2026-03-16 09:06:12 -04:00
parent 70e5ae33d5
commit 34694adba2
13 changed files with 152 additions and 10 deletions
--- a/Component-ClusterInfrastructure.md
+++ b/Component-ClusterInfrastructure.md
@@ -61,7 +61,8 @@ The system uses the Akka.NET **keep-oldest** split-brain resolver strategy:

 - On a network partition, the node that has been in the cluster longest remains active. The younger node downs itself.
 - **Stable-after duration**: 15 seconds. The cluster membership must remain stable (no changes) for 15 seconds before the resolver acts to down unreachable nodes. This prevents premature downing during startup or rolling restarts.
- **Why keep-oldest**: With only two nodes, quorum-based strategies (static-quorum, keep-majority) cannot distinguish "one node crashed" from "network partition" — both sides see fewer than quorum and both would down themselves, resulting in total cluster shutdown. Keep-oldest accepts a brief potential dual-active window during true network partitions, which is safe because site state rebuilds from SQLite and central state is in MS SQL.
+- **`down-if-alone = on`**: The keep-oldest resolver is configured with `down-if-alone` enabled. If the oldest node finds itself alone (no other reachable members), it downs itself rather than continuing as a single-node cluster. This prevents the oldest node from running in isolation during a network partition while the younger node also forms its own cluster.
+- **Why keep-oldest**: With only two nodes, quorum-based strategies (static-quorum, keep-majority) cannot distinguish "one node crashed" from "network partition" — both sides see fewer than quorum and both would down themselves, resulting in total cluster shutdown. Keep-oldest with `down-if-alone` provides safe singleton ownership — at most one node runs the cluster singleton at any time.

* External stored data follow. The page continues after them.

//! Binding and physical planning.

mod binder;
mod explain;
mod physical;
mod query_planner;

pub use explain::explain;
pub use physical::{
    AggSpec, Field, LeafFilter, PhysExpr, PhysExprId, PlanId, PlanNode, PlanOp, PlanOutcome, Schema, SortKey,
    WindowOrder, WindowSpec,
};
pub use query_planner::{DmlBinding, QueryPlanner};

 ## Failure Detection Timing

@@ -81,7 +82,7 @@ These values balance failover speed with stability — fast enough that data col
 If both nodes in a cluster fail simultaneously (e.g., site power outage):

 1. **No manual intervention required.** Since both nodes are configured as seed nodes, whichever node starts first forms a new cluster. The second node joins when it starts.
-2. **State recovery**:
+2. **State recovery** (each node has its own local copy of all required data):
   - **Site clusters**: The Deployment Manager singleton reads deployed configurations from local SQLite and re-creates the full Instance Actor hierarchy. Store-and-forward buffers are already persisted locally. Alarm states re-evaluate from incoming data values.
   - **Central cluster**: All state is in MS SQL (configuration database). The active node resumes normal operation.
 3. The keep-oldest resolver handles the "both starting fresh" case naturally — there is no pre-existing cluster to conflict with.